━━ DATASET EXCERPTS ━━

//! Configuration for table conversion.
//!
//! [`ConvertConfig`] is the value threaded through conversion. It can be
//! built in code or loaded from a `.ferro-mave.toml` file:
//!
//! # Example Configuration
//!
//! ```toml
//! [convert]
//! offset = 3
//! one-based = true
//! coding = true
//! hgvs-column = "hgvs"
//! score-column = "score"
//! table = "scores"
//! element = "variants"
//! auto-offset = false
//! drop-non-numeric = true
//! ```
//!
//! # Config File Locations
//!
//! Configuration is searched in this order (first found wins):
//! 1. `.ferro-mave.toml` in current directory
//! 2. `~/.config/ferro/mave.toml`
//!
//! CLI flags take precedence over config file settings.

use crate::error::MaveError;
use serde::{Deserialize, Serialize};
use std::fmt;
use std::fs;
use std::path::{Path, PathBuf};
use std::str::FromStr;

/// Which table of a score set is being converted.
#[derive(Debug, Clone, Copy, PartialEq, Eq, Hash, Default, Serialize, Deserialize)]
#[serde(rename_all = "lowercase")]
pub enum TableKind {
    #[default]
    Scores,
    Counts,
}

impl TableKind {
    pub fn as_str(&self) -> &'static str {
        match self {
            TableKind::Scores => "scores",
            TableKind::Counts => "counts",
        }
    }
}

impl FromStr for TableKind {
    type Err = ConfigError;

    fn from_str(s: &str) -> Result<Self, Self::Err> {
        match s.to_ascii_lowercase().as_str() {
            "scores" | "score" => Ok(TableKind::Scores),
            "counts" | "count" => Ok(TableKind::Counts),
            other => Err(ConfigError::Parse(format!("unknown table kind '{}'", other))),
        }
    }
}

impl fmt::Display for TableKind {
    fn fmt(&self, f: &mut fmt::Formatter<'_>) -> fmt::Result {
        f.write_str(self.as_str())
    }
}

/// Element table the rows come from.
///
/// Synonymous element tables hold only codon-synonymous variants, so a
/// special marker there means "some synonymous change" rather than a
/// wild-type or synonymous row at both levels.
#[derive(Debug, Clone, Copy, PartialEq, Eq, Hash, Default, Serialize, Deserialize)]
#[serde(rename_all = "lowercase")]
pub enum ElementKind {
    #[default]
    Variants,
    Synonymous,
}

impl FromStr for ElementKind {
    type Err = ConfigError;

    fn from_str(s: &str) -> Result<Self, Self::Err> {
        match s.to_ascii_lowercase().as_str() {
            "variants" | "variant" => Ok(ElementKind::Variants),
            "synonymous" | "syn" => Ok(ElementKind::Synonymous),
            other => Err(ConfigError::Parse(format!("unknown element kind '{}'", other))),
        }
    }
}

/// Settings for converting one table.
#[derive(Debug, Clone, PartialEq, Eq, Serialize, Deserialize)]
pub struct ConvertConfig {
    /// Subtracted from every nucleotide position.
    pub offset: i64,
    /// Positions in the source are 1-based.
    pub one_based: bool,
    /// The target sequence is protein coding.
    pub coding: bool,
    /// Column holding the raw variant identifier.
    pub hgvs_column: String,
    /// Column required in scores tables.
    pub score_column: String,
    pub table_kind: TableKind,
    pub element: ElementKind,
    /// Search near `offset` when it does not fit the target.
    pub auto_offset: bool,
    /// Drop non-numeric data columns instead of rejecting the table.
    pub drop_non_numeric: bool,
}

impl Default for ConvertConfig {
    fn default() -> Self {
        Self {
            offset: 0,
            one_based: true,
            coding: true,
            hgvs_column: "hgvs".to_string(),
            score_column: "score".to_string(),
            table_kind: TableKind::Scores,
            element: ElementKind::Variants,
            auto_offset: false,
            drop_non_numeric: true,
        }
    }
}

impl ConvertConfig {
    pub fn new() -> Self {
        Self::default()
    }

    pub fn with_offset(mut self, offset: i64) -> Self {
        self.offset = offset;
        self
    }

    pub fn with_one_based(mut self, one_based: bool) -> Self {
        self.one_based = one_based;
        self
    }

    pub fn with_coding(mut self, coding: bool) -> Self {
        self.coding = coding;
        self
    }

    pub fn with_hgvs_column(mut self, column: impl Into<String>) -> Self {
        self.hgvs_column = column.into();
        self
    }

    pub fn with_score_column(mut self, column: impl Into<String>) -> Self {
        self.score_column = column.into();
        self
    }

    pub fn with_table_kind(mut self, kind: TableKind) -> Self {
        self.table_kind = kind;
        self
    }

    pub fn with_element(mut self, element: ElementKind) -> Self {
        self.element = element;
        self
    }

    pub fn with_auto_offset(mut self, auto_offset: bool) -> Self {
        self.auto_offset = auto_offset;
        self
    }

    pub fn with_drop_non_numeric(mut self, drop: bool) -> Self {
        self.drop_non_numeric = drop;
        self
    }

    /// Offsets on coding targets must keep codon boundaries.
    pub fn validate(&self) -> Result<(), MaveError> {
        if self.coding && self.offset % 3 != 0 {
            return Err(MaveError::InvalidOffset {
                offset: self.offset,
                msg: "offset on a coding target must be a multiple of 3".to_string(),
            });
        }
        Ok(())
    }
}

/// Parsed configuration from a .ferro-mave.toml file.
#[derive(Debug, Clone, Default, PartialEq, Eq)]
pub struct MaveConfig {
    /// Convert section of the config file.
    pub convert: ConvertSection,
}

/// Convert section of the config file. Unset keys keep the defaults.
#[derive(Debug, Clone, Default, PartialEq, Eq)]
pub struct ConvertSection {
    pub offset: Option<i64>,
    pub one_based: Option<bool>,
    pub coding: Option<bool>,
    pub hgvs_column: Option<String>,
    pub score_column: Option<String>,
    pub table_kind: Option<TableKind>,
    pub element: Option<ElementKind>,
    pub auto_offset: Option<bool>,
    pub drop_non_numeric: Option<bool>,
}

impl MaveConfig {
    /// Load configuration from the default locations.
    ///
    /// Searches for config in:
    /// 1. `.ferro-mave.toml` in current directory
    /// 2. `~/.config/ferro/mave.toml`
    pub fn load() -> Option<Self> {
        let cwd_config = PathBuf::from(".ferro-mave.toml");
        if cwd_config.exists() {
            match Self::load_from_path(&cwd_config) {
                Ok(config) => return Some(config),
                Err(e) => log::warn!("Ignoring {}: {}", cwd_config.display(), e),
            }
        }

        if let Some(home) = dirs_home() {
            let home_config = home.join(".config").join("ferro").join("mave.toml");
            if home_config.exists() {
                match Self::load_from_path(&home_config) {
                    Ok(config) => return Some(config),
                    Err(e) => log::warn!("Ignoring {}: {}", home_config.display(), e),
                }
            }
        }

        None
    }

    /// Load configuration from a specific path.
    pub fn load_from_path(path: &Path) -> Result<Self, ConfigError> {
        let content = fs::read_to_string(path).map_err(|e| ConfigError::Io(e.to_string()))?;
        Self::parse(&content)
    }

    /// Parse configuration from TOML content.
    pub fn parse(content: &str) -> Result<Self, ConfigError> {
        let mut config = MaveConfig::default();
        let mut in_convert = false;

        for (number, line) in content.lines().enumerate() {
            let line = strip_comment(line).trim();
            if line.is_empty() {
                continue;
            }

            if line.starts_with('[') && line.ends_with(']') {
                in_convert = &line[1..line.len() - 1] == "convert";
                continue;
            }

            if !in_convert {
                continue;
            }

            let Some((key, value)) = line.split_once('=') else {
                return Err(ConfigError::Parse(format!(
                    "line {}: expected 'key = value'",
                    number + 1
                )));
            };
            let key = key.trim();
            let value = unquote(value.trim());
            let section = &mut config.convert;

            match key {
                "offset" => section.offset = Some(parse_value(key, value)?),
                "one-based" => section.one_based = Some(parse_value(key, value)?),
                "coding" => section.coding = Some(parse_value(key, value)?),
                "hgvs-column" => section.hgvs_column = Some(value.to_string()),
                "score-column" => section.score_column = Some(value.to_string()),
                "table" => section.table_kind = Some(value.parse()?),
                "element" => section.element = Some(value.parse()?),
                "auto-offset" => section.auto_offset = Some(parse_value(key, value)?),
                "drop-non-numeric" => section.drop_non_numeric = Some(parse_value(key, value)?),
                _ => log::debug!("Unknown config key '{}'", key),
            }
        }

        Ok(config)
    }

    /// Apply the file settings over `base`.
    pub fn apply_to(&self, base: ConvertConfig) -> ConvertConfig {
        let s = &self.convert;
        ConvertConfig {
            offset: s.offset.unwrap_or(base.offset),
            one_based: s.one_based.unwrap_or(base.one_based),
            coding: s.coding.unwrap_or(base.coding),
            hgvs_column: s.hgvs_column.clone().unwrap_or(base.hgvs_column),
            score_column: s.score_column.clone().unwrap_or(base.score_column),
            table_kind: s.table_kind.unwrap_or(base.table_kind),
            element: s.element.unwrap_or(base.element),
            auto_offset: s.auto_offset.unwrap_or(base.auto_offset),
            drop_non_numeric: s.drop_non_numeric.unwrap_or(base.drop_non_numeric),
        }
    }

    /// The file settings over the defaults.
    pub fn to_convert_config(&self) -> ConvertConfig {
        self.apply_to(ConvertConfig::default())
    }
}

/// Configuration loading error.
#[derive(Debug, Clone)]
pub enum ConfigError {
    /// IO error reading config file.
    Io(String),
    /// Parse error in config file.
    Parse(String),
}

impl fmt::Display for ConfigError {
    fn fmt(&self, f: &mut fmt::Formatter<'_>) -> fmt::Result {
        match self {
            ConfigError::Io(msg) => write!(f, "Config IO error: {}", msg),
            ConfigError::Parse(msg) => write!(f, "Config parse error: {}", msg),
        }
    }
}

impl std::error::Error for ConfigError {}

impl From<ConfigError> for MaveError {
    fn from(err: ConfigError) -> Self {
        MaveError::Config {
            msg: err.to_string(),
        }
    }
}

fn parse_value<T: FromStr>(key: &str, value: &str) -> Result<T, ConfigError> {
    value
        .parse()
        .map_err(|_| ConfigError::Parse(format!("invalid value '{}' for '{}'", value, key)))
}

fn unquote(value: &str) -> &str {
    value.trim_matches('"').trim_matches('\'')
}

/// Drop a trailing `# comment` outside of quotes.
fn strip_comment(line: &str) -> &str {
    let mut in_quotes = false;
    for (i, c) in line.char_indices() {
        match c {
            '"' | '\'' => in_quotes = !in_quotes,
            '#' if !in_quotes => return &line[..i],
            _ => {}
        }
    }
    line
}

/// Get the user's home directory.
fn dirs_home() -> Option<PathBuf> {
    std::env::var("HOME").ok().map(PathBuf::from)
}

━━━

Nothing but the lines from the one with "fn dirs_home() ->" through the end of the data above should be reproduced, each exactly, both ends included.

fn dirs_home() -> Option<PathBuf> {
    std::env::var("HOME").ok().map(PathBuf::from)
}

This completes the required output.